V.K. Krishna Menon and’ M.R.K. Pillar, for the respondent.
The Judgment of the Court was delivered by
Sikri, J. In this appeal by certificate the only point
that arises is whether the cash memo, Ex. D1, issued by the
seller to the appellant contains a warranty within r. 12A
of the rules framed under the Prevention of Food
Adulteration Act, 1954 (Act 37 of 1954), hereinafter
referred to as the Act. The Magistrate, who tried the
complaint, held that Ex. D1 was a proper warranty and it
fell within the proviso to r. 12A. The High Court on
appeal held to the contrary.
The relevant facts are these. The appellant is a Rice
& General Merchant and holds a wholesaler’s licence. It
was alleged in the complaint that the appellant had stored
and exposed for sale and sold compounded asafoetida which
was found’ to have been adulterated by wheat starch and
tapioca starch and that non-permitted orange coaltar dye
was present. The report of the Public Analyst to
Government, Trivandrum, was relied on. in this connection.
The appellant appeared as a witness and he stated that
he purchased asafoetida from L.T. Alakesan and Brothers,
received it in enclosed packets in bags and sold it in bags.

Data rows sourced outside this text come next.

//! In-process event bus
//!
//! Uses a tokio broadcast channel. Publishing never blocks and never fails;
//! with no subscribers the envelope is simply dropped. Slow subscribers
//! lag and skip, they do not hold up the core.

use std::sync::atomic::{AtomicU64, Ordering};
use std::sync::Arc;

use chrono::Utc;
use surety_core::SuretyEvent;
use tokio::sync::broadcast;

use crate::envelope::EventEnvelope;

pub const DEFAULT_CAPACITY: usize = 1024;

pub type EventReceiver = broadcast::Receiver<Arc<EventEnvelope>>;

pub struct EventBus {
    tx: broadcast::Sender<Arc<EventEnvelope>>,
    sequence: AtomicU64,
}

impl EventBus {
    pub fn new() -> Self {
        Self::with_capacity(DEFAULT_CAPACITY)
    }

    pub fn with_capacity(capacity: usize) -> Self {
        let (tx, _) = broadcast::channel(capacity);
        Self {
            tx,
            sequence: AtomicU64::new(0),
        }
    }

    /// Continue numbering after `last` (e.g. the journal's last sequence)
    pub fn resume_from(self, last: u64) -> Self {
        self.sequence.store(last, Ordering::SeqCst);
        self
    }

    pub fn subscribe(&self) -> EventReceiver {
        self.tx.subscribe()
    }

    /// Number `events` after the last published sequence without sending them.
    ///
    /// The counter only advances in [`EventBus::broadcast`], so a batch that
    /// is stamped and then abandoned leaves no gap.
    pub fn stamp(&self, events: Vec<SuretyEvent>) -> Vec<EventEnvelope> {
        let recorded_at = Utc::now();
        let last = self.last_sequence();
        events
            .into_iter()
            .zip(last + 1..)
            .map(|(event, sequence)| EventEnvelope {
                sequence,
                recorded_at,
                event,
            })
            .collect()
    }

    /// Send stamped envelopes to subscribers and advance the sequence
    pub fn broadcast(&self, envelopes: Vec<EventEnvelope>) {
        for envelope in envelopes {
            let sequence = envelope.sequence;
            self.sequence.fetch_max(sequence, Ordering::SeqCst);
            tracing::debug!(sequence, kind = envelope.event.kind(), "Event published");
            if self.tx.send(Arc::new(envelope)).is_err() {
                tracing::trace!(sequence, "No subscribers for event");
            }
        }
    }

    /// Stamp and broadcast a single event, returning its sequence
    pub fn publish(&self, event: SuretyEvent) -> u64 {
        let sequence = self.last_sequence() + 1;
        self.broadcast(vec![EventEnvelope::new(sequence, event)]);
        sequence
    }

    pub fn last_sequence(&self) -> u64 {
        self.sequence.load(Ordering::SeqCst)
    }

    pub fn subscriber_count(&self) -> usize {
        self.tx.receiver_count()
    }
}

impl Default for EventBus {
    fn default() -> Self {
        Self::new()
    }
}

impl std::fmt::Debug for EventBus {
    fn fmt(&self, f: &mut std::fmt::Formatter<'_>) -> std::fmt::Result {
        f.debug_struct("EventBus")
            .field("sequence", &self.last_sequence())
            .field("subscribers", &self.subscriber_count())
            .finish()
    }
}

#[cfg(test)]
mod tests {
    use super::*;

    fn status(operational: bool) -> SuretyEvent {
        SuretyEvent::OperationalStatusChanged { operational }
    }

    #[test]
    fn test_stamp_does_not_advance_sequence() {
        let bus = EventBus::new().resume_from(7);
        let mut rx = bus.subscribe();

        let stamped = bus.stamp(vec![status(false), status(true)]);
        assert_eq!(stamped.iter().map(|e| e.sequence).collect::<Vec<_>>(), vec![8, 9]);
        assert_eq!(stamped[0].recorded_at, stamped[1].recorded_at);
        assert_eq!(bus.last_sequence(), 7);
        assert!(rx.try_recv().is_err());

        // Abandoned batch: the next one reuses the same numbers
        let stamped = bus.stamp(vec![status(true)]);
        assert_eq!(stamped[0].sequence, 8);

        bus.broadcast(stamped);
        assert_eq!(bus.last_sequence(), 8);
        assert_eq!(rx.try_recv().unwrap().event, status(true));
    }

    #[tokio::test]
    async fn test_subscribers_receive_in_order() {
        let bus = EventBus::new();
        let mut rx = bus.subscribe();

        bus.publish(SuretyEvent::OperationalStatusChanged { operational: false });
        bus.publish(SuretyEvent::OperationalStatusChanged { operational: true });

        let first = rx.recv().await.unwrap();
        let second = rx.recv().await.unwrap();
        assert_eq!(first.sequence, 1);
        assert_eq!(second.sequence, 2);
        assert_eq!(
            second.event,
            SuretyEvent::OperationalStatusChanged { operational: true }
        );
    }

    #[test]
    fn test_publish_without_subscribers() {
        let bus = EventBus::new().resume_from(41);
        let sequence = bus.publish(SuretyEvent::OperationalStatusChanged { operational: true });
        assert_eq!(sequence, 42);
        assert_eq!(bus.subscriber_count(), 0);
    }
}
//! Surety Events - distribution and persistence of committed events
//!
//! Events are published only after the operation that produced them has
//! committed. The bus fans them out to live subscribers (oracle agents,
//! UIs); the journal keeps a JSONL record for inspection and replay.

pub mod bus;
pub mod envelope;
pub mod error;
pub mod journal;
pub mod reader;

pub use bus::{EventBus, EventReceiver, DEFAULT_CAPACITY};
pub use envelope::EventEnvelope;
pub use error::EventError;
pub use journal::EventJournal;
pub use reader::EventReader;
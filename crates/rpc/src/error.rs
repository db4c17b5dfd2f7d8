//! Application-level errors
//!
//! Every engine error funnels into [`SuretyError`]. Callers that only care
//! about the category (as an RPC layer would) use [`SuretyError::kind`].

use strum_macros::Display;
use surety_events::EventError;
use surety_governance::GovernanceError;
use surety_ledger::{AccessDenied, LedgerError};
use surety_oracle::OracleError;
use surety_policy::PolicyError;
use surety_settlement::SettlementError;
use thiserror::Error;

#[derive(Error, Debug)]
pub enum SuretyError {
    #[error("Contract is not operational")]
    NotOperational,

    #[error("Unauthorized: {0}")]
    Unauthorized(#[from] AccessDenied),

    #[error(transparent)]
    Governance(#[from] GovernanceError),

    #[error(transparent)]
    Policy(#[from] PolicyError),

    #[error(transparent)]
    Oracle(#[from] OracleError),

    #[error(transparent)]
    Settlement(#[from] SettlementError),

    #[error(transparent)]
    Ledger(#[from] LedgerError),

    #[error("Event error: {0}")]
    Event(#[from] EventError),
}

/// Coarse error category
#[derive(Debug, Clone, Copy, PartialEq, Eq, Display)]
pub enum ErrorKind {
    NotOperational,
    Unauthorized,
    InvalidBuyer,
    PremiumExceeded,
    InsufficientFee,
    InsufficientBalance,
    InvalidInput,
    NotFound,
    AlreadyRegistered,
    ReconciliationFailure,
    Internal,
}

impl SuretyError {
    pub fn kind(&self) -> ErrorKind {
        match self {
            SuretyError::NotOperational => ErrorKind::NotOperational,
            SuretyError::Unauthorized(_) => ErrorKind::Unauthorized,
            SuretyError::Governance(e) => match e {
                GovernanceError::Unauthorized(_) => ErrorKind::Unauthorized,
                GovernanceError::InsufficientFee { .. } => ErrorKind::InsufficientFee,
                GovernanceError::Ledger(e) => ledger_kind(e),
            },
            SuretyError::Policy(e) => match e {
                PolicyError::Unauthorized(_) => ErrorKind::Unauthorized,
                PolicyError::InvalidBuyer(_) => ErrorKind::InvalidBuyer,
                PolicyError::PremiumExceeded { .. } => ErrorKind::PremiumExceeded,
                PolicyError::ZeroPremium | PolicyError::FlightFinalized { .. } => {
                    ErrorKind::InvalidInput
                }
                PolicyError::PayoutOverflow(_) => ErrorKind::Internal,
                PolicyError::Ledger(e) => ledger_kind(e),
            },
            SuretyError::Oracle(e) => match e {
                OracleError::Unauthorized(_) => ErrorKind::Unauthorized,
                OracleError::InsufficientFee { .. } => ErrorKind::InsufficientFee,
                OracleError::AlreadyRegistered(_) => ErrorKind::AlreadyRegistered,
                OracleError::InvalidIndexes { .. } => ErrorKind::InvalidInput,
                OracleError::Policy(_) => ErrorKind::Internal,
                OracleError::Ledger(e) => ledger_kind(e),
            },
            SuretyError::Settlement(e) => match e {
                SettlementError::InsufficientBalance(_) => ErrorKind::InsufficientBalance,
                SettlementError::ReconciliationFailure { .. } => ErrorKind::ReconciliationFailure,
                SettlementError::Ledger(e) => ledger_kind(e),
            },
            SuretyError::Ledger(e) => ledger_kind(e),
            SuretyError::Event(_) => ErrorKind::Internal,
        }
    }
}

fn ledger_kind(error: &LedgerError) -> ErrorKind {
    match error {
        LedgerError::AirlineNotFound(_)
        | LedgerError::FlightNotFound(_)
        | LedgerError::OracleNotFound(_)
        | LedgerError::RequestNotFound { .. } => ErrorKind::NotFound,
        LedgerError::AirlineExists(_)
        | LedgerError::FlightExists(_)
        | LedgerError::OracleExists(_) => ErrorKind::AlreadyRegistered,
        LedgerError::Overflow { .. } => ErrorKind::Internal,
    }
}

He received invoice which reads as follows:
"Lt. T. Alhakesan & Brothers,
Asafoetida Merchants, Veliamadom
Sri K. Ranganatha Reddier, Kottarakara
Rate: 6.00
Particulars: C.S.T. Rs. 2. One case of Asafoetida
Misky bag 30 Rs. 180/
The quality is up to the mark. C.S.T. Rs. 3.60
--------------
Rs. 183.60
Rupees one hundred and eighty three and
N.P. sixty only.
One case (1d) (Id) 1/4/64 (Sd.) 147542 18/5/64"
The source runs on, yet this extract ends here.